Из этого письма можно предположить, что в момент этой встречи Киреевский еще не был достаточно хорошо знаком с самим содержанием философии Гегеля. Все его впечатления поэтому в этот период относятся, главным образом, к восприятию личности Гегеля и его учеников. Характерен сам факт непосредственной увлеченности Киреевского светской формой науки: «Я окружен первоклассными умами Европы!». Философский способ мысли явно окружен для него неким ореолом возвышенности, который влечет его и непосредственная близость к которому пьянит. В лице Киреевского мы видим, как русское сознание впечатлено авторитетом философского разума и желает его, но в дальнейшем так и остается в пределах этого лишь желания, а не владения, перешедшего затем в частичное разочарование.
Высказывания о самом содержании этой философии принадлежат более позднему периоду жизни и творчества Киреевского. Из них ясно, что философию Киреевский, в итоге, понимает как рассудок. В опубликованной в 1856 г. работе «О необходимости и возможности новых начал для философии», само название которой звучит вполне «по–гегелевски», он пытается провести разницу между рассудочной мыслью и спекулятивно–разумной: «…Разум, как его понимает последняя философия, не смешивает себя с логическим рассудком, заключающимся в формальном сцеплении понятий и движущимся посредством силлогистических выводов и доказательств. Разум в последнем своем виде выводит свое знание, по законам умственной необходимости, не из отвлеченного понятия, но из самого корня самосознания, где бытие и мышление соединяются в одно безусловное тождество. Его мыслительный процесс заключается не в логическом развитии, движущемся посредством отвлеченных умозаключений, но в развитии диалектическом, исходящем из самой сущности предмета» 1.

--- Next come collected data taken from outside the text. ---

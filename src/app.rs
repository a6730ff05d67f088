//! Application logic for the CloudGrab downloader front-end
//!
//! This module contains the state transitions of the main window: starting a
//! download run, draining the worker's events, and settings bookkeeping.

use std::path::{Path, PathBuf};
use std::sync::mpsc::TryRecvError;

use crate::data_structures::{CloudGrab, DownloadForm, LineCategory, LogLine, RunEvent, RunOutcome};
use crate::helper_functions::{Utils, Validation};
use crate::process_runner::ProcessRunner;
use crate::settings::Settings;

// Use the logging macros directly from the crate root
use crate::{info, warn, debug, error};

impl Default for CloudGrab {
    fn default() -> Self {
        info!("Initializing CloudGrab");
        let settings = Settings::load();
        info!("Loaded settings: kind={:?}, folder={}, mp3={}, continue={}, overwrite={}, metadata={}, tool_path={:?}",
              settings.kind, settings.download_folder, settings.convert_to_mp3, settings.continue_on_error,
              settings.overwrite_existing, settings.attach_metadata, settings.tool_path);
        Self::with_settings(settings)
    }
}

impl CloudGrab {
    /// Build the window state from saved settings
    pub fn with_settings(settings: Settings) -> Self {
        Self {
            form: DownloadForm {
                kind: settings.kind,
                url: String::new(),
                folder: settings.download_folder,
                convert_to_mp3: settings.convert_to_mp3,
                continue_on_error: settings.continue_on_error,
                overwrite_existing: settings.overwrite_existing,
                attach_metadata: settings.attach_metadata,
            },
            tool_path: settings.tool_path,
            downloading: false,
            run_receiver: None,
            run_handle: None,
            last_outcome: None,
            log_lines: Vec::new(),
            status: "Ready.".to_string(),
            warning: None,
            settings_path: None,
        }
    }

    /// Snapshot of the persistent part of the form
    pub fn current_settings(&self) -> Settings {
        Settings {
            kind: self.form.kind,
            download_folder: self.form.folder.clone(),
            convert_to_mp3: self.form.convert_to_mp3,
            continue_on_error: self.form.continue_on_error,
            overwrite_existing: self.form.overwrite_existing,
            attach_metadata: self.form.attach_metadata,
            tool_path: self.tool_path.clone(),
        }
    }

    /// Save the current user settings to disk
    pub fn save_current_settings(&self) {
        let saved = match &self.settings_path {
            Some(path) => self.current_settings().save_to(path),
            None => self.current_settings().save(),
        };
        if let Err(e) = saved {
            warn!("Failed to save settings: {}", e);
        } else {
            debug!("Settings saved successfully");
        }
    }

    /// The tool path from the settings field, if one was entered
    pub fn tool_override(&self) -> Option<PathBuf> {
        let trimmed = self.tool_path.trim();
        (!trimmed.is_empty()).then(|| PathBuf::from(trimmed))
    }

    /// Validate the form and launch a download run on a worker thread
    pub fn start_download(&mut self) {
        if self.downloading {
            warn!("Download requested while a run is active; ignoring");
            return;
        }

        let request = match self.form.to_request() {
            Ok(request) => request,
            Err(e) => {
                warn!("Rejected download request: {:?}", e);
                self.warning = Some(e.to_string());
                return;
            }
        };

        info!("Starting {} download for {}", request.kind.as_str(), request.source_url);
        self.downloading = true;
        self.log_lines.clear();
        self.last_outcome = None;
        self.status = "Downloading...".to_string();

        let (handle, receiver) = ProcessRunner::spawn(request, self.tool_override());
        self.run_handle = Some(handle);
        self.run_receiver = Some(receiver);
    }

    /// Move worker output into the log; re-enable the form when the run ends
    pub fn poll_run_events(&mut self) {
        let Some(receiver) = &self.run_receiver else {
            return;
        };

        let mut finished = None;
        let mut disconnected = false;
        loop {
            match receiver.try_recv() {
                Ok(RunEvent::Line(line)) => self.log_lines.push(line),
                Ok(RunEvent::Finished(outcome)) => {
                    finished = Some(outcome);
                    break;
                }
                Err(TryRecvError::Empty) => break,
                Err(TryRecvError::Disconnected) => {
                    disconnected = true;
                    break;
                }
            }
        }

        if finished.is_some() || disconnected {
            self.finish_run(finished);
        }
    }

    /// Return to the ready state, whatever the run's outcome
    fn finish_run(&mut self, outcome: Option<RunOutcome>) {
        self.downloading = false;
        self.run_receiver = None;
        if let Some(handle) = self.run_handle.take() {
            if handle.join().is_err() {
                error!("Download worker panicked");
            }
        }

        match outcome {
            Some(outcome) => {
                info!("Download run ended: {:?}", outcome);
                self.status = outcome.status_text();
                self.last_outcome = Some(outcome);
            }
            None => {
                error!("Download worker stopped without reporting an outcome");
                let message = "Download worker stopped unexpectedly".to_string();
                self.log_lines.push(LogLine::new(format!("❌ Error: {}", message), LineCategory::Error));
                self.status = format!("Download failed: {}", message);
                self.last_outcome = Some(RunOutcome::Failed(message));
            }
        }
    }

    /// Open the destination folder in the system file browser
    pub fn open_download_folder(&mut self) {
        let folder = self.form.folder.trim().to_string();
        if !Validation::is_valid_folder(&folder) {
            warn!("Open folder requested for missing folder: {}", folder);
            self.warning = Some("Download folder does not exist!".to_string());
            return;
        }
        if let Err(e) = Utils::open_folder(Path::new(&folder)) {
            warn!("Failed to open folder {}: {}", folder, e);
            self.warning = Some(format!("Could not open the download folder: {}", e));
        }
    }

    /// Apply a folder picked in the browse dialog
    pub fn set_download_folder(&mut self, folder: PathBuf) {
        self.form.folder = folder.to_string_lossy().to_string();
        info!("Download folder set to {}", self.form.folder);
        self.save_current_settings();
    }

    /// Persist a typed change to the folder field
    pub fn folder_edited(&mut self) {
        debug!("(Download Folder) changed to: {}", self.form.folder);
        self.save_current_settings();
    }

    /// Persist a typed change to the scdl path field
    pub fn tool_path_edited(&mut self) {
        info!("(scdl path) changed to: {:?}", self.tool_path);
        self.save_current_settings();
    }

    /// Text of the download button for the current state
    pub fn download_button_text(&self) -> &'static str {
        if self.downloading {
            "⏳ Downloading..."
        } else {
            "⬇ Download"
        }
    }

    pub fn is_downloading(&self) -> bool { self.downloading }
    pub fn get_status(&self) -> &str { &self.status }
    pub fn get_log_lines(&self) -> &[LogLine] { &self.log_lines }
    pub fn get_last_outcome(&self) -> Option<&RunOutcome> { self.last_outcome.as_ref() }
    pub fn take_warning(&mut self) -> Option<String> { self.warning.take() }
}

#[cfg(test)]
mod tests {
    use super::*;
    use crate::data_structures::DownloadKind;

    fn app() -> CloudGrab {
        let temp_dir = std::env::temp_dir().join("cloudgrab-tests");
        CloudGrab::with_settings(Settings {
            download_folder: temp_dir.to_string_lossy().to_string(),
            ..Default::default()
        })
    }

    #[test]
    fn test_empty_url_does_not_start() {
        let mut app = app();
        app.start_download();

        assert!(!app.is_downloading());
        assert!(app.run_receiver.is_none());
        assert_eq!(app.take_warning().as_deref(), Some("Please enter a valid SoundCloud URL!"));
        assert_eq!(app.download_button_text(), "⬇ Download");
    }

    #[test]
    fn test_placeholder_url_does_not_start() {
        let mut app = app();
        app.form.url = DownloadKind::Playlist.placeholder().to_string();
        app.start_download();

        assert!(!app.is_downloading());
        assert!(app.run_handle.is_none());
        assert!(app.take_warning().is_some());
    }

    #[test]
    fn test_form_round_trips_through_settings() {
        let mut app = app();
        app.form.kind = DownloadKind::Likes;
        app.form.attach_metadata = false;
        app.tool_path = " /opt/scdl ".to_string();

        let restored = CloudGrab::with_settings(app.current_settings());
        assert_eq!(restored.form.kind, DownloadKind::Likes);
        assert!(!restored.form.attach_metadata);
        assert_eq!(restored.tool_override(), Some(PathBuf::from("/opt/scdl")));
    }

    #[test]
    fn test_blank_tool_path_means_lookup() {
        let mut app = app();
        app.tool_path = "   ".to_string();
        assert_eq!(app.tool_override(), None);
    }

    #[test]
    fn test_open_missing_folder_warns() {
        let mut app = app();
        app.form.folder = "/definitely/not/a/real/folder".to_string();
        app.open_download_folder();
        assert_eq!(app.take_warning().as_deref(), Some("Download folder does not exist!"));
    }

    #[test]
    fn test_typed_edits_are_saved_immediately() {
        let temp_dir = tempfile::tempdir().unwrap();
        let path = temp_dir.path().join("settings.json");
        let mut app = app();
        app.settings_path = Some(path.clone());

        app.form.folder = "/music/soundcloud".to_string();
        app.folder_edited();
        assert_eq!(Settings::load_from(&path).unwrap().download_folder, "/music/soundcloud");

        app.tool_path = "/opt/scdl/bin/scdl".to_string();
        app.tool_path_edited();
        let saved = Settings::load_from(&path).unwrap();
        assert_eq!(saved.tool_path, "/opt/scdl/bin/scdl");
        assert_eq!(saved.download_folder, "/music/soundcloud");
    }

    #[test]
    fn test_worker_panic_restores_button() {
        let mut app = app();
        let (tx, rx) = std::sync::mpsc::channel::<RunEvent>();
        let handle = std::thread::spawn(move || {
            let _events = tx;
            panic!("worker died before reporting");
        });
        while !handle.is_finished() {
            std::thread::sleep(std::time::Duration::from_millis(5));
        }
        app.downloading = true;
        app.run_receiver = Some(rx);
        app.run_handle = Some(handle);

        app.poll_run_events();

        assert!(!app.is_downloading());
        assert!(app.run_handle.is_none());
        assert_eq!(app.download_button_text(), "⬇ Download");
        let last = app.get_log_lines().last().unwrap();
        assert_eq!(last.text, "❌ Error: Download worker stopped unexpectedly");
        assert_eq!(last.category, LineCategory::Error);
        assert!(matches!(app.get_last_outcome(), Some(RunOutcome::Failed(_))));
    }

    #[cfg(unix)]
    mod unix {
        use super::*;
        use crate::test_support::{fake_tool, process_lock};
        use std::time::{Duration, Instant};

        fn run_to_completion(app: &mut CloudGrab) {
            let deadline = Instant::now() + Duration::from_secs(20);
            while app.is_downloading() {
                assert!(Instant::now() < deadline, "download run did not finish");
                app.poll_run_events();
                std::thread::sleep(Duration::from_millis(10));
            }
        }

        fn app_with_tool(dir: &std::path::Path, body: &str) -> CloudGrab {
            let mut app = app();
            app.tool_path = fake_tool(dir, body).to_string_lossy().to_string();
            app.form.folder = dir.join("downloads").to_string_lossy().to_string();
            app.form.url = "https://soundcloud.com/a/b".to_string();
            app
        }

        #[test]
        fn test_successful_run_restores_button() {
            let _guard = process_lock();
            let temp_dir = tempfile::tempdir().unwrap();
            let mut app = app_with_tool(temp_dir.path(), "echo 'Track Downloaded'\nexit 0");

            app.start_download();
            assert!(app.is_downloading());
            assert_eq!(app.download_button_text(), "⏳ Downloading...");
            run_to_completion(&mut app);

            assert_eq!(app.get_last_outcome(), Some(&RunOutcome::Success));
            assert_eq!(app.download_button_text(), "⬇ Download");
            assert!(app.run_handle.is_none());
            assert!(app.get_log_lines().iter().any(|l| l.text == "✅ Track Downloaded"));
            assert!(temp_dir.path().join("downloads").is_dir());
        }

        #[test]
        fn test_failed_run_restores_button() {
            let _guard = process_lock();
            let temp_dir = tempfile::tempdir().unwrap();
            let mut app = app_with_tool(temp_dir.path(), "exit 1");

            app.start_download();
            run_to_completion(&mut app);

            assert_eq!(app.get_last_outcome(), Some(&RunOutcome::ExitCode(1)));
            assert!(app.get_status().contains('1'));
            assert!(app.get_log_lines().iter().any(|l| l.text == "❌ Process exited with code 1"));
        }

        #[test]
        fn test_missing_tool_restores_button() {
            let _guard = process_lock();
            let temp_dir = tempfile::tempdir().unwrap();
            let mut app = app();
            app.tool_path = temp_dir.path().join("missing-scdl").to_string_lossy().to_string();
            app.form.url = "https://soundcloud.com/a/b".to_string();

            app.start_download();
            run_to_completion(&mut app);

            assert!(matches!(app.get_last_outcome(), Some(RunOutcome::ToolNotFound { .. })));
            assert!(!app.is_downloading());
        }

        #[test]
        fn test_new_run_clears_previous_log() {
            let _guard = process_lock();
            let temp_dir = tempfile::tempdir().unwrap();
            let mut app = app_with_tool(temp_dir.path(), "echo 'Track 3 of 10'");

            app.start_download();
            run_to_completion(&mut app);
            let first_len = app.get_log_lines().len();

            app.start_download();
            run_to_completion(&mut app);
            assert_eq!(app.get_log_lines().len(), first_len);
        }
    }
}
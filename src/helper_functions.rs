//! Common utility functions and validation helpers
//!
//! This module provides folder helpers and input validation used by the
//! form and the download worker.

use std::path::{Path, PathBuf};
use crate::config::{DEFAULT_FOLDER_NAME, PLACEHOLDER_PREFIX};
use crate::data_structures::InvalidInput;

/// Common utility functions used throughout the application
pub struct Utils;

impl Utils {
    /// Default destination: `<Downloads>/SoundCloud`
    pub fn default_download_folder() -> PathBuf {
        dirs::download_dir()
            .or_else(|| dirs::home_dir().map(|home| home.join("Downloads")))
            .unwrap_or_else(|| PathBuf::from("Downloads"))
            .join(DEFAULT_FOLDER_NAME)
    }

    /// Open a folder in the system's file explorer
    pub fn open_folder(path: &Path) -> Result<(), String> {
        let canonical = path.canonicalize().map_err(|e| e.to_string())?;
        #[cfg(windows)]
        {
            use std::os::windows::process::CommandExt;
            let path_str = canonical.to_string_lossy().replace("/", "\\");
            let mut cmd = std::process::Command::new("explorer.exe");
            cmd.arg(&path_str);
            cmd.creation_flags(0x08000000); // CREATE_NO_WINDOW
            cmd.spawn().map_err(|e| e.to_string())?;
        }
        #[cfg(target_os = "macos")]
        {
            std::process::Command::new("open")
                .arg(&canonical)
                .spawn()
                .map_err(|e| e.to_string())?;
        }
        #[cfg(not(any(windows, target_os = "macos")))]
        {
            std::process::Command::new("xdg-open")
                .arg(&canonical)
                .spawn()
                .map_err(|e| e.to_string())?;
        }
        Ok(())
    }
}

/// Input validation utilities
pub struct Validation;

impl Validation {
    /// Trim the URL field and reject empty or placeholder text
    pub fn check_url(text: &str) -> Result<&str, InvalidInput> {
        let url = text.trim();
        if url.is_empty() {
            Err(InvalidInput::EmptyUrl)
        } else if url.starts_with(PLACEHOLDER_PREFIX) {
            Err(InvalidInput::PlaceholderUrl)
        } else {
            Ok(url)
        }
    }

    /// Validate that a folder path exists and is a directory
    pub fn is_valid_folder(path: &str) -> bool {
        if path.trim().is_empty() {
            return false;
        }

        Path::new(path.trim()).is_dir()
    }
}

#[cfg(test)]
mod tests {
    use super::*;
    use tempfile::tempdir;

    #[test]
    fn test_check_url_trims() {
        assert_eq!(Validation::check_url("  https://soundcloud.com/a/b \n"), Ok("https://soundcloud.com/a/b"));
    }

    #[test]
    fn test_check_url_rejects_empty() {
        assert_eq!(Validation::check_url(""), Err(InvalidInput::EmptyUrl));
        assert_eq!(Validation::check_url("   "), Err(InvalidInput::EmptyUrl));
    }

    #[test]
    fn test_check_url_rejects_placeholder() {
        let result = Validation::check_url("e.g. https://soundcloud.com/artist/track-name");
        assert_eq!(result, Err(InvalidInput::PlaceholderUrl));
        assert_eq!(result.unwrap_err().to_string(), "Please enter a valid SoundCloud URL!");
    }

    #[test]
    fn test_is_valid_folder() {
        let temp_dir = tempdir().unwrap();
        assert!(Validation::is_valid_folder(temp_dir.path().to_str().unwrap()));
        assert!(!Validation::is_valid_folder(""));
        assert!(!Validation::is_valid_folder(temp_dir.path().join("missing").to_str().unwrap()));
    }

    #[test]
    fn test_default_download_folder_ends_with_soundcloud() {
        assert!(Utils::default_download_folder().ends_with(DEFAULT_FOLDER_NAME));
    }
}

На первый взгляд, Киреевский будто бы схватывает совершенно верно спекулятивную суть философского мышления, говорит о «единстве мышления и бытия», однако дальнейшее изложение показывает, что точка зрения Киреевского есть мнение сознания, рассудка о разуме, а не высказывание самого разума о разуме. Для Киреевского мыслимый предмет и само мышление не есть процессы абсолютного мышления в нем самом. Сущность мира для него не исчерпывается мыслью, и поэтому «предмет мышления» и «ум» у него распадаются. «Ум» у Киреевского — это не «ум» Аристотеля, а только субъективный человеческий ум: «Предмет мышления, предстоя зрению ума, сам собою прелагается из вида в вид, из понятия в понятие, беспрестанно возрастая в полнейшее значение. Ум, вглядываясь в предмет своего мышления, открывает в нем внутреннее противоречие, уничтожающее прежнее об нем понятие. Это противоречащее, отрицательное понятие, представляясь уму, также обнаруживает свою несостоятельность и открывает в себе необходимость положительной основы, таящейся в нем, которая, таким образом, уже является как соединение положительного и отрицательного определения в одно сложное (конкретное). Но это новое понятие, в свою очередь, едва представляется уму в виде последнего результата сознавания, как уже в этом притязании на конечную самобытность обличает свою несостоятельность и открывает свою отрицательную сторону. Эта отрицательная сторона опять приводит свою положительную, которая снова подвергается тому же видоизменительному процессу, покуда наконец совершится весь круг диалектического развития мысли, восходящей от первого начала сознания к общей и чистой отвлеченности мышления, которая вместе есть и общая существенность. Отсюда тем же диалектическим способом сознание наполняется всем развитием бытия и мышления как тождественного явления одной осуществленной разумности и самоосознающейся существенности» [42] Киреевский И. В. Избранные статьи. С. 267–268.
.
Диалектика, таким образом, у Киреевского оказывается скорее диалектикой только внешнего для мышления предмета, но не и самого абсолютного, не и самого бога. Другими словами, Киреевский не в состоянии принять, что бог в сущности и есть мысль. Поэтому, когда он говорит вроде бы о всеобщности мысли, в действительности мышление для него остается только особенной деятельностью, помимо которой имеется также и некое бытие, которое не сводится к мысли. Ну, а поскольку Киреевский не может стать на эту позицию чистого мышления, поскольку для него есть мышление, а есть также и нечто другое, то, естественно, что он вынужден поставить разуму «границы»: «Но высказав свое последнее слово, философский разум дал вместе с тем возможность уму сознать его границы». Именно это обстоятельство является причиной того, что Киреевскому оказывается симпатичной позиция Шеллинга: «Односторонность и неудовлетворительность рационального мышления и последней философии как его полнейшего проявления сознал и выразил в очевидной и неопровержимой ясности тот же самый великий мыслитель, который первый создал последнюю философию и возвысил, по признанию Гегеля, рациональное мышление от формальной рассудочности к существенной разумности.